Let's examine a common case - we want to use a config dict safely

e.g. what if there was a typo in one of the key names when coding it initially?

In [1]:
CONFIG = {
    'thing': 'a',
    'identifiier': 'b',
    'name': 'c'
}
CONFIG

{'thing': 'a', 'identifiier': 'b', 'name': 'c'}

_This isn't very safe if something goes wrong, and the IDE can't offer us any help_

Worse than that, we'll only be alerted at run-time when the code reaches this point

In [2]:
CONFIG['identifier']

KeyError: 'identifier'

## Namedtuple

`namedtuple` == Quick 'n' dirty class!

Use when you just need to
- make sure that the correct keys/values are present
- access something a few times (safely) via a dot method rather than a dict key lookup

In [3]:
from collections import namedtuple

Config = namedtuple('config', [
    'thing',
    'identifier',
    'name'
])
CONFIG = Config('a', 'b', 'c')

print(CONFIG)
print(CONFIG.thing, CONFIG.identifier)

config(thing='a', identifier='b', name='c')
a b


Now, let's try the failing example again

In [5]:
Config(**{
    'thing': 'a',
    'identifiier': 'b',
    'name': 'c'
})

TypeError: __new__() got an unexpected keyword argument 'identifiier'

### A multi-level config object

In [10]:
from collections import namedtuple

# Define what your config objects need to contain
Endpoints = namedtuple(
    'endpoints', [
        'customers',
        'products'
    ]
)

Endpoint = namedtuple(
    'endpoints', [
        'key',
        'url',
        'timeout',
        'n_workers'
    ]
)
# Initialise all configs with their values
# Could read this from a JSON file, command-line args, or define it here
# Either way, the namedtuple will ensure that the result is the same
ENDPOINTS = Endpoints(**{
    'customers': Endpoint('customers', 'customers/search/', 200, 2),
    'products': Endpoint('products', 'products/all/search/', 100, 2)
    })

print(ENDPOINTS.customers.url)

customers/search/


Much better!

This means that we catch the error when Config is _**initialised**_, rather than when trying to _**access**_ 'identifier' later on.

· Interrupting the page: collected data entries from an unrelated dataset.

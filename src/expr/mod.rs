//! Expression evaluation.
//!
//! Conditions and assignment right-hand sides are free-form expression
//! text. Instead of substituting variable values into the text and
//! re-parsing (the partial-word and double-substitution hazards of the
//! textual approach), this is a small recursive-descent evaluator:
//! identifiers resolve through a caller-supplied lookup at the moment
//! they are reached, once.
//!
//! Operator set, lowest precedence first: `or`, `and`, comparisons
//! (`>`, `<`, `==`, word forms `greater`, `less`, `equals`), `+`/`-`,
//! `*`/`/`, unary `-`. The logical operators short-circuit: a decided
//! left side leaves the right side parsed but unevaluated. Literal
//! brace characters are skipped so a block header's trailing `{` never
//! reaches the grammar.

use thiserror::Error;

use crate::interpreter::Value;

#[derive(Debug, Clone, PartialEq, Error)]
pub enum ExprError {
    #[error("unexpected character '{0}'")]
    UnexpectedChar(char),
    #[error("unterminated string literal")]
    UnterminatedString,
    #[error("unexpected end of expression")]
    UnexpectedEnd,
    #[error("unexpected token '{0}'")]
    UnexpectedToken(String),
    #[error("unknown name '{0}'")]
    UnknownName(String),
    #[error("cannot apply '{op}' to {left} and {right}")]
    Type {
        op: &'static str,
        left: &'static str,
        right: &'static str,
    },
    #[error("division by zero")]
    DivisionByZero,
}

/// Lookup for free identifiers: variables first, then module
/// constants. `None` makes the identifier an evaluation error.
pub type Lookup<'a> = &'a dyn Fn(&str) -> Option<Value>;

#[derive(Debug, Clone, PartialEq)]
enum Token {
    Int(i64),
    Float(f64),
    Str(String),
    Ident(String),
    Plus,
    Minus,
    Star,
    Slash,
    Greater,
    Less,
    EqEq,
    And,
    Or,
    LParen,
    RParen,
}

fn tokenize(text: &str) -> Result<Vec<Token>, ExprError> {
    let mut tokens = Vec::new();
    let mut chars = text.chars().peekable();
    while let Some(&c) = chars.peek() {
        match c {
            // Block headers may leave a stray brace in the text.
            c if c.is_whitespace() || c == '{' || c == '}' => {
                chars.next();
            }
            '+' => {
                chars.next();
                tokens.push(Token::Plus);
            }
            '-' => {
                chars.next();
                tokens.push(Token::Minus);
            }
            '*' => {
                chars.next();
                tokens.push(Token::Star);
            }
            '/' => {
                chars.next();
                tokens.push(Token::Slash);
            }
            '>' => {
                chars.next();
                tokens.push(Token::Greater);
            }
            '<' => {
                chars.next();
                tokens.push(Token::Less);
            }
            '(' => {
                chars.next();
                tokens.push(Token::LParen);
            }
            ')' => {
                chars.next();
                tokens.push(Token::RParen);
            }
            '=' => {
                chars.next();
                match chars.peek() {
                    Some('=') => {
                        chars.next();
                        tokens.push(Token::EqEq);
                    }
                    _ => return Err(ExprError::UnexpectedChar('=')),
                }
            }
            '"' => {
                chars.next();
                let mut literal = String::new();
                loop {
                    match chars.next() {
                        Some('"') => break,
                        Some(c) => literal.push(c),
                        None => return Err(ExprError::UnterminatedString),
                    }
                }
                tokens.push(Token::Str(literal));
            }
            c if c.is_ascii_digit() => {
                let mut number = String::new();
                let mut is_float = false;
                while let Some(&c) = chars.peek() {
                    if c.is_ascii_digit() {
                        number.push(c);
                        chars.next();
                    } else if c == '.' && !is_float {
                        is_float = true;
                        number.push(c);
                        chars.next();
                    } else {
                        break;
                    }
                }
                let token = if is_float {
                    Token::Float(
                        number
                            .parse()
                            .map_err(|_| ExprError::UnexpectedToken(number.clone()))?,
                    )
                } else {
                    Token::Int(
                        number
                            .parse()
                            .map_err(|_| ExprError::UnexpectedToken(number.clone()))?,
                    )
                };
                tokens.push(token);
            }
            c if c.is_alphabetic() || c == '_' => {
                let mut ident = String::new();
                while let Some(&c) = chars.peek() {
                    if c.is_alphanumeric() || c == '_' || c == '.' {
                        ident.push(c);
                        chars.next();
                    } else {
                        break;
                    }
                }
                // Word operators take precedence over name lookup.
                let token = match ident.as_str() {
                    "and" => Token::And,
                    "or" => Token::Or,
                    "greater" => Token::Greater,
                    "less" => Token::Less,
                    "equals" => Token::EqEq,
                    _ => Token::Ident(ident),
                };
                tokens.push(token);
            }
            other => return Err(ExprError::UnexpectedChar(other)),
        }
    }
    Ok(tokens)
}

/// Evaluate expression text to a value. Fails on malformed syntax or
/// an unresolvable name; the engine maps any failure to `Bool(false)`
/// after reporting it.
pub fn evaluate(text: &str, lookup: Lookup) -> Result<Value, ExprError> {
    let tokens = tokenize(text)?;
    let mut parser = Parser {
        tokens,
        pos: 0,
        lookup,
        muted: 0,
    };
    let value = parser.or_expr()?;
    match parser.peek() {
        None => Ok(value),
        Some(tok) => Err(ExprError::UnexpectedToken(format!("{:?}", tok))),
    }
}

struct Parser<'a> {
    tokens: Vec<Token>,
    pos: usize,
    lookup: Lookup<'a>,
    /// When non-zero, a short-circuited operand is being consumed:
    /// syntax is still checked, but names are not resolved and no
    /// operator is applied.
    muted: usize,
}

impl<'a> Parser<'a> {
    fn peek(&self) -> Option<&Token> {
        self.tokens.get(self.pos)
    }

    fn advance(&mut self) -> Option<Token> {
        let tok = self.tokens.get(self.pos).cloned();
        if tok.is_some() {
            self.pos += 1;
        }
        tok
    }

    /// Parse past a subexpression without evaluating it.
    fn skip<F>(&mut self, f: F) -> Result<(), ExprError>
    where
        F: Fn(&mut Self) -> Result<Value, ExprError>,
    {
        self.muted += 1;
        let outcome = f(self);
        self.muted -= 1;
        outcome.map(|_| ())
    }

    fn or_expr(&mut self) -> Result<Value, ExprError> {
        let mut left = self.and_expr()?;
        while matches!(self.peek(), Some(Token::Or)) {
            self.advance();
            if left.is_truthy() {
                self.skip(Self::and_expr)?;
                left = Value::Bool(true);
            } else {
                left = Value::Bool(self.and_expr()?.is_truthy());
            }
        }
        Ok(left)
    }

    fn and_expr(&mut self) -> Result<Value, ExprError> {
        let mut left = self.comparison()?;
        while matches!(self.peek(), Some(Token::And)) {
            self.advance();
            if left.is_truthy() {
                left = Value::Bool(self.comparison()?.is_truthy());
            } else {
                self.skip(Self::comparison)?;
                left = Value::Bool(false);
            }
        }
        Ok(left)
    }

    fn comparison(&mut self) -> Result<Value, ExprError> {
        let left = self.additive()?;
        let op = match self.peek() {
            Some(Token::Greater) => ">",
            Some(Token::Less) => "<",
            Some(Token::EqEq) => "==",
            _ => return Ok(left),
        };
        self.advance();
        let right = self.additive()?;
        if self.muted > 0 {
            return Ok(Value::Bool(false));
        }
        compare(op, &left, &right)
    }

    fn additive(&mut self) -> Result<Value, ExprError> {
        let mut left = self.multiplicative()?;
        loop {
            let op = match self.peek() {
                Some(Token::Plus) => "+",
                Some(Token::Minus) => "-",
                _ => return Ok(left),
            };
            self.advance();
            let right = self.multiplicative()?;
            if self.muted == 0 {
                left = arith(op, &left, &right)?;
            }
        }
    }

    fn multiplicative(&mut self) -> Result<Value, ExprError> {
        let mut left = self.unary()?;
        loop {
            let op = match self.peek() {
                Some(Token::Star) => "*",
                Some(Token::Slash) => "/",
                _ => return Ok(left),
            };
            self.advance();
            let right = self.unary()?;
            if self.muted == 0 {
                left = arith(op, &left, &right)?;
            }
        }
    }

    fn unary(&mut self) -> Result<Value, ExprError> {
        if matches!(self.peek(), Some(Token::Minus)) {
            self.advance();
            let value = self.unary()?;
            if self.muted > 0 {
                return Ok(value);
            }
            return match value {
                Value::Int(n) => Ok(Value::Int(-n)),
                Value::Float(x) => Ok(Value::Float(-x)),
                other => match other.as_number() {
                    Some(x) => Ok(Value::Float(-x)),
                    None => Err(ExprError::Type {
                        op: "-",
                        left: "number",
                        right: other.type_name(),
                    }),
                },
            };
        }
        self.primary()
    }

    fn primary(&mut self) -> Result<Value, ExprError> {
        match self.advance() {
            Some(Token::Int(n)) => Ok(Value::Int(n)),
            Some(Token::Float(x)) => Ok(Value::Float(x)),
            Some(Token::Str(s)) => Ok(Value::Str(s)),
            Some(Token::Ident(name)) => match name.as_str() {
                "true" => Ok(Value::Bool(true)),
                "false" => Ok(Value::Bool(false)),
                _ if self.muted > 0 => Ok(Value::Absent),
                _ => (self.lookup)(&name).ok_or(ExprError::UnknownName(name)),
            },
            Some(Token::LParen) => {
                let value = self.or_expr()?;
                match self.advance() {
                    Some(Token::RParen) => Ok(value),
                    Some(tok) => Err(ExprError::UnexpectedToken(format!("{:?}", tok))),
                    None => Err(ExprError::UnexpectedEnd),
                }
            }
            Some(tok) => Err(ExprError::UnexpectedToken(format!("{:?}", tok))),
            None => Err(ExprError::UnexpectedEnd),
        }
    }
}

fn arith(op: &'static str, left: &Value, right: &Value) -> Result<Value, ExprError> {
    // String concatenation is the one non-numeric arithmetic form.
    if op == "+" {
        if let (Value::Str(a), Value::Str(b)) = (left, right) {
            return Ok(Value::Str(format!("{}{}", a, b)));
        }
    }
    let (a, b) = match (left.as_number(), right.as_number()) {
        (Some(a), Some(b)) => (a, b),
        _ => {
            return Err(ExprError::Type {
                op,
                left: left.type_name(),
                right: right.type_name(),
            })
        }
    };
    // Division always widens to float; the other operators stay
    // integral when both operands are.
    let integral = op != "/" && left.is_integral() && right.is_integral();
    let result = match op {
        "+" => a + b,
        "-" => a - b,
        "*" => a * b,
        "/" => {
            if b == 0.0 {
                return Err(ExprError::DivisionByZero);
            }
            a / b
        }
        _ => unreachable!(),
    };
    if integral {
        Ok(Value::Int(result as i64))
    } else {
        Ok(Value::Float(result))
    }
}

fn compare(op: &'static str, left: &Value, right: &Value) -> Result<Value, ExprError> {
    if op == "==" {
        return Ok(Value::Bool(left.loosely_equals(right)));
    }
    match (left.as_number(), right.as_number()) {
        (Some(a), Some(b)) => Ok(Value::Bool(if op == ">" { a > b } else { a < b })),
        _ => match (left, right) {
            (Value::Str(a), Value::Str(b)) => {
                Ok(Value::Bool(if op == ">" { a > b } else { a < b }))
            }
            _ => Err(ExprError::Type {
                op,
                left: left.type_name(),
                right: right.type_name(),
            }),
        },
    }
}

This is also useful when loading a JSON config, and you need to make sure all the key are present

In [11]:
import json
configs = [
    '{"identifier": 123, "name": "me"}',
    '{"identifier": 123, "name": "me", "thing": 123, "extra": 1}',
]
for raw_config in configs:
    try:
        Config(**json.loads(raw_config))
    except TypeError as e:
        print(f'caught: {e}')

caught: __new__() missing 1 required positional argument: 'thing'
caught: __new__() got an unexpected keyword argument 'extra'


- However, this doesn't give us much information when we're coding using this Config.
  - We know about the _keys_ in our IDE, but not the _values_
- The hierarchy works, but is hard to read

## Dataclasses

- Python 3.7+
- Syntactic sugar for defining an `__init__` method and instance variables
- also provides a nice `__repr__` method, and some other things

[https://docs.python.org/3/library/dataclasses.html](https://docs.python.org/3/library/dataclasses.html)

### A regular class example

In [15]:
class Obj:
    def __init__(self, a: int=1, b=2, c='default'):
        self.a = a
        self.b = b
        self.c = c

Obj(1)

<__main__.Obj at 0x7faf62a76d00>

### An equivalent dataclass example

In [16]:
from dataclasses import dataclass

@dataclass
class Obj:
    a: int = 1
    b: int = 2
    c: str = 'default'

Obj('a')

Obj(a='a', b=2, c='default')

In [17]:
Obj(d=5)

TypeError: __init__() got an unexpected keyword argument 'd'

### Mypy

In [20]:
from collections import namedtuple

Config = namedtuple('Config', ['a', 'b'])

def test_nt():
    Config(1,2).a + 'a'

from dataclasses import dataclass

@dataclass
class Obj:
    a: int = 1
    b: int = 2
    c: str = 'default'

def test_dc():
    Obj(1).a + 's'

In [21]:
!mypy "/code/intermediate/lesson02_classes/my.py"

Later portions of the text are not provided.